This was one of the firms that lead the founder first philosophy, and is run
(obviously) by well known entrepreneurs. They atrract top talent (founders)
like the article says, and gain great positioning in rounds, and in the
ecosystem.

> if most of these founders put their money in standard index funds, they
> would have better returns adjusted for risk, but without all of the
> publicity that they crave.

The market typically delivers ~10% on average[0], while you are correct that
their isn't a lot of transparency, AH almost certainly beats 10% annually.
Another top VC/Angel is Chris Sacca. I have heard that his initial fund which
was heavily in twitter, was single or double digit millions and is now worth
over 1 billion dollars. So key firms do have outsize gains.

As to the MA tweet

> "When the market turns, and it will turn, we will find out who has been
> swimming without trunks on. Many high burn rate companies will VAPORIZE."[1]
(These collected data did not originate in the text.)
//! Reference counting of inserted rules.

use std::collections::HashMap;

use csp_styles_core::logging::targets;

use crate::host::{Document, SheetId};
use crate::keyframes::RuleName;
use crate::rules::DeferredCollector;
use crate::{Error, Result};

/// One rule inserted into the managed stylesheet.
#[derive(Debug, Clone, PartialEq, Eq)]
pub struct ManagedRule {
    /// Index of the rule in the managed sheet's rule list, as last recorded.
    pub index: usize,
    /// Number of active consumers.
    pub ref_count: usize,
    /// The rule text that was inserted.
    pub text: String,
}

/// Outcome of a release.
#[derive(Debug, Clone, Copy, PartialEq, Eq)]
pub struct Released {
    /// Consumers still holding the rule.
    pub remaining: usize,
    /// True when the caller must queue a collection pass.
    pub queue_pass: bool,
}

/// Maps rule names to their index and reference count.
#[derive(Debug, Default)]
pub struct RuleRefCounter {
    rules: HashMap<RuleName, ManagedRule>,
}

impl RuleRefCounter {
    /// Create an empty counter.
    pub fn new() -> Self {
        Self::default()
    }

    /// Take a reference to the rule `name`, inserting `text` at the end of
    /// the sheet if the rule does not exist yet.
    ///
    /// A rule waiting for collection is revived in place: its pending
    /// deletion is cancelled and it is never re-inserted. When insertion
    /// fails nothing is recorded. A known name whose recorded text differs
    /// from `text` is a hash collision and is refused.
    pub fn acquire<D: Document>(
        &mut self,
        document: &D,
        sheet: SheetId,
        name: &RuleName,
        text: &str,
        collector: &mut DeferredCollector,
    ) -> Result<usize> {
        if let Some(rule) = self.rules.get_mut(name) {
            if rule.text != text {
                tracing::error!(target: targets::RULES, %name, "rule name collision");
                return Err(Error::NameCollision {
                    name: name.to_string(),
                });
            }
            if collector.cancel(name.as_str()) {
                tracing::trace!(target: targets::RULES, %name, "pending deletion cancelled");
            }
            rule.ref_count += 1;
            tracing::trace!(target: targets::RULES, %name, ref_count = rule.ref_count, "rule shared");
            return Ok(rule.index);
        }

        let end = document.rule_count(sheet)?;
        let index = document
            .insert_rule(sheet, text, end)
            .map_err(|source| Error::insert(name.as_str(), source))?;
        self.rules.insert(
            name.clone(),
            ManagedRule {
                index,
                ref_count: 1,
                text: text.to_string(),
            },
        );
        tracing::trace!(target: targets::RULES, %name, index, "rule inserted");
        Ok(index)
    }

    /// Drop a reference to `name`. At zero the name goes to the collector.
    ///
    /// Releasing an unknown name, or one whose count is already zero, is a
    /// usage error.
    pub fn release(&mut self, name: &RuleName, collector: &mut DeferredCollector) -> Result<Released> {
        let rule = self.rules.get_mut(name).ok_or_else(|| Error::UnknownRule {
            name: name.to_string(),
        })?;
        if rule.ref_count == 0 {
            return Err(Error::DoubleRelease {
                name: name.to_string(),
            });
        }

        rule.ref_count -= 1;
        let remaining = rule.ref_count;
        tracing::trace!(target: targets::RULES, %name, ref_count = remaining, "rule released");

        let queue_pass = remaining == 0 && collector.schedule(name.clone());
        Ok(Released {
            remaining,
            queue_pass,
        })
    }

    /// The bookkeeping for `name`.
    pub fn get(&self, name: &str) -> Option<&ManagedRule> {
        self.rules.get(name)
    }

    /// The reference count of `name`.
    pub fn ref_count(&self, name: &str) -> Option<usize> {
        self.get(name).map(|rule| rule.ref_count)
    }

    /// Get the number of tracked rules, pending ones included.
    pub fn len(&self) -> usize {
        self.rules.len()
    }

    /// Check if no rules are tracked.
    pub fn is_empty(&self) -> bool {
        self.rules.is_empty()
    }

    /// Forget every rule. Used when the managed sheet itself disappeared.
    pub fn clear(&mut self) {
        self.rules.clear();
    }

    /// Find the current index of `name` in the sheet.
    ///
    /// Trusts the recorded index only if the rule there still carries the
    /// name; otherwise scans the sheet. `None` means the rule is gone.
    pub(crate) fn resolve_index<D: Document>(
        &self,
        document: &D,
        sheet: SheetId,
        name: &RuleName,
    ) -> Option<usize> {
        let recorded = self.rules.get(name)?.index;
        let names_rule = |index: usize| {
            document
                .rule_text(sheet, index)
                .ok()
                .flatten()
                .is_some_and(|text| rule_text_names(&text, name.as_str()))
        };
        if names_rule(recorded) {
            return Some(recorded);
        }
        let count = document.rule_count(sheet).ok()?;
        (0..count).find(|&index| names_rule(index))
    }

    /// Remove `name` after its rule was deleted at `deleted_index`, shifting
    /// every rule recorded after it down by one.
    pub(crate) fn remove_deleted(&mut self, name: &RuleName, deleted_index: usize) {
        self.rules.remove(name);
        for rule in self.rules.values_mut() {
            if rule.index > deleted_index {
                rule.index -= 1;
            }
        }
    }

    /// Drop bookkeeping for a rule that is no longer in the sheet.
    pub(crate) fn forget(&mut self, name: &RuleName) {
        self.rules.remove(name);
    }

    /// Move every held rule into a fresh `sheet` after the old one was
    /// detached, keeping their relative order. Rules nobody holds are
    /// dropped, as are rules the new sheet refuses; the latter are returned.
    pub(crate) fn reinsert_held<D: Document>(&mut self, document: &D, sheet: SheetId) -> Vec<RuleName> {
        let mut held: Vec<_> = self
            .rules
            .drain()
            .filter(|(_, rule)| rule.ref_count > 0)
            .collect();
        held.sort_unstable_by_key(|(_, rule)| rule.index);

        let mut refused = Vec::new();
        for (name, mut rule) in held {
            let inserted = document
                .rule_count(sheet)
                .and_then(|end| document.insert_rule(sheet, &rule.text, end));
            match inserted {
                Ok(index) => {
                    rule.index = index;
                    self.rules.insert(name, rule);
                }
                Err(err) => {
                    tracing::warn!(
                        target: targets::RULES,
                        %name,
                        error = %err,
                        "could not move rule into the replacement stylesheet"
                    );
                    refused.push(name);
                }
            }
        }
        refused
    }
}

/// Whether serialized rule text is the `@keyframes` rule called `name`.
fn rule_text_names(text: &str, name: &str) -> bool {
    text.trim_start()
        .strip_prefix("@keyframes")
        .map(str::trim_start)
        .and_then(|rest| rest.strip_prefix(name))
        .is_some_and(|rest| rest.starts_with(|c: char| c.is_whitespace() || c == '{'))
}

#[cfg(test)]
mod tests {
    use super::*;
    use crate::host::{CssomError, MemoryDocument};

    const FADE: &str = "@keyframes fade { 0% { opacity: 0; } 100% { opacity: 1; } }";

    fn setup() -> (MemoryDocument, SheetId) {
        let doc = MemoryDocument::new();
        let sheet = doc.create_style_sheet("svelte-stylesheet", "text/css").unwrap();
        (doc, sheet)
    }

    fn name(raw: &str) -> RuleName {
        RuleName::from_hashed(raw, 0)
    }

    fn rule(name: &RuleName) -> String {
        format!("@keyframes {name} {{ 100% {{ opacity: 1; }} }}")
    }

    #[test]
    fn rule_text_name_matching() {
        assert!(rule_text_names(FADE, "fade"));
        assert!(rule_text_names("@keyframes fade{to{opacity:1}}", "fade"));
        assert!(!rule_text_names(FADE, "fad"));
        assert!(!rule_text_names("body { width: 100%; }", "fade"));
    }

    #[test]
    fn acquire_inserts_once_and_counts() {
        let (doc, sheet) = setup();
        let mut counter = RuleRefCounter::new();
        let mut collector = DeferredCollector::new();
        let fade = name("fade");

        assert_eq!(counter.acquire(&doc, sheet, &fade, &rule(&fade), &mut collector).unwrap(), 0);
        assert_eq!(counter.acquire(&doc, sheet, &fade, &rule(&fade), &mut collector).unwrap(), 0);

        assert_eq!(counter.ref_count(fade.as_str()), Some(2));
        assert_eq!(doc.rule_count(sheet).unwrap(), 1);
    }

    #[test]
    fn new_rules_append_after_existing_ones() {
        let (doc, sheet) = setup();
        let mut counter = RuleRefCounter::new();
        let mut collector = DeferredCollector::new();
        let (a, b) = (name("a"), name("b"));

        counter.acquire(&doc, sheet, &a, &rule(&a), &mut collector).unwrap();
        assert_eq!(counter.acquire(&doc, sheet, &b, &rule(&b), &mut collector).unwrap(), 1);
    }

    #[test]
    fn release_to_zero_schedules_once() {
        let (doc, sheet) = setup();
        let mut counter = RuleRefCounter::new();
        let mut collector = DeferredCollector::new();
        let fade = name("fade");
        counter.acquire(&doc, sheet, &fade, &rule(&fade), &mut collector).unwrap();
        counter.acquire(&doc, sheet, &fade, &rule(&fade), &mut collector).unwrap();

        let first = counter.release(&fade, &mut collector).unwrap();
        assert_eq!(first, Released { remaining: 1, queue_pass: false });
        let second = counter.release(&fade, &mut collector).unwrap();
        assert_eq!(second, Released { remaining: 0, queue_pass: true });
        assert!(collector.is_pending(fade.as_str()));
    }

    #[test]
    fn reacquire_cancels_pending_deletion() {
        let (doc, sheet) = setup();
        let mut counter = RuleRefCounter::new();
        let mut collector = DeferredCollector::new();
        let fade = name("fade");
        counter.acquire(&doc, sheet, &fade, &rule(&fade), &mut collector).unwrap();
        counter.release(&fade, &mut collector).unwrap();

        counter.acquire(&doc, sheet, &fade, &rule(&fade), &mut collector).unwrap();

        assert!(!collector.is_pending(fade.as_str()));
        assert_eq!(counter.ref_count(fade.as_str()), Some(1));
        assert_eq!(doc.rule_count(sheet).unwrap(), 1);
    }

    #[test]
    fn double_release_and_unknown_names_are_errors() {
        let (doc, sheet) = setup();
        let mut counter = RuleRefCounter::new();
        let mut collector = DeferredCollector::new();
        let fade = name("fade");

        assert!(matches!(
            counter.release(&fade, &mut collector),
            Err(Error::UnknownRule { .. })
        ));

        counter.acquire(&doc, sheet, &fade, &rule(&fade), &mut collector).unwrap();
        counter.release(&fade, &mut collector).unwrap();
        assert!(matches!(
            counter.release(&fade, &mut collector),
            Err(Error::DoubleRelease { .. })
        ));
    }

    #[test]
    fn failed_insert_records_nothing() {
        let (doc, sheet) = setup();
        let mut counter = RuleRefCounter::new();
        let mut collector = DeferredCollector::new();
        let broken = name("broken");

        let err = counter
            .acquire(&doc, sheet, &broken, "@keyframes broken { 0% { opacity } }", &mut collector)
            .unwrap_err();

        assert!(matches!(
            err,
            Error::Insert {
                source: CssomError::Syntax { .. },
                ..
            }
        ));
        assert!(counter.is_empty());
        assert_eq!(doc.rule_count(sheet).unwrap(), 0);
    }

    #[test]
    fn held_rules_move_to_replacement_sheet() {
        let (doc, sheet) = setup();
        let mut counter = RuleRefCounter::new();
        let mut collector = DeferredCollector::new();
        let (a, b, c) = (name("a"), name("b"), name("c"));
        for n in [&a, &b, &c] {
            counter.acquire(&doc, sheet, n, &rule(n), &mut collector).unwrap();
        }
        counter.release(&b, &mut collector).unwrap();

        doc.remove_style_sheet(sheet);
        let fresh = doc.create_style_sheet("svelte-stylesheet", "text/css").unwrap();
        let refused = counter.reinsert_held(&doc, fresh);

        assert!(refused.is_empty());
        assert_eq!(counter.len(), 2);
        assert_eq!(counter.get(a.as_str()).map(|r| r.index), Some(0));
        assert_eq!(counter.get(c.as_str()).map(|r| r.index), Some(1));
        assert_eq!(doc.rules(fresh).unwrap(), vec![rule(&a), rule(&c)]);
    }

    #[test]
    fn resolve_index_follows_external_shifts() {
        let (doc, sheet) = setup();
        let mut counter = RuleRefCounter::new();
        let mut collector = DeferredCollector::new();
        let (a, b) = (name("a"), name("b"));
        counter.acquire(&doc, sheet, &a, &rule(&a), &mut collector).unwrap();
        counter.acquire(&doc, sheet, &b, &rule(&b), &mut collector).unwrap();

        // Another script removes the first rule behind the manager's back.
        doc.delete_rule(sheet, 0).unwrap();

        assert_eq!(counter.resolve_index(&doc, sheet, &b), Some(0));
        assert_eq!(counter.resolve_index(&doc, sheet, &a), None);
    }

    #[test]
    fn colliding_text_is_refused() {
        let (doc, sheet) = setup();
        let mut counter = RuleRefCounter::new();
        let mut collector = DeferredCollector::new();
        let fade = name("fade");
        counter.acquire(&doc, sheet, &fade, &rule(&fade), &mut collector).unwrap();

        let other = format!("@keyframes {fade} {{ 100% {{ opacity: 0.5; }} }}");
        let err = counter.acquire(&doc, sheet, &fade, &other, &mut collector).unwrap_err();

        assert!(matches!(err, Error::NameCollision { .. }));
        assert_eq!(counter.ref_count(fade.as_str()), Some(1));
        assert_eq!(doc.rules(sheet).unwrap(), vec![rule(&fade)]);
    }
}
This is not about a bubble, but individual companies not focusing on business
fundamentals. In a climate where raising money is easy, he is pointing out
these companies grow without underlying businesses. The grow big enough to
sell advertising/information is not sustainable, as everyone was made
painfully aware of in the 90's and 00's. Vanity metrics and valuations mean
nothing if you are not profitable (or even generating revenue), and it will be
apparent if there is a funding freeze.

[0][http://quicktake.morningstar.com/index/IndexCharts.aspx?Symb...](http://quicktake.morningstar.com/index/IndexCharts.aspx?Symbol=SPX)
* This has the 10 year around 8.3

[1][http://www.businessinsider.com/marc-andreessen-on-startup-
bu...](http://www.businessinsider.com/marc-andreessen-on-startup-burn-rates-
worry-2014-9#ixzz3Yv4aRdMN)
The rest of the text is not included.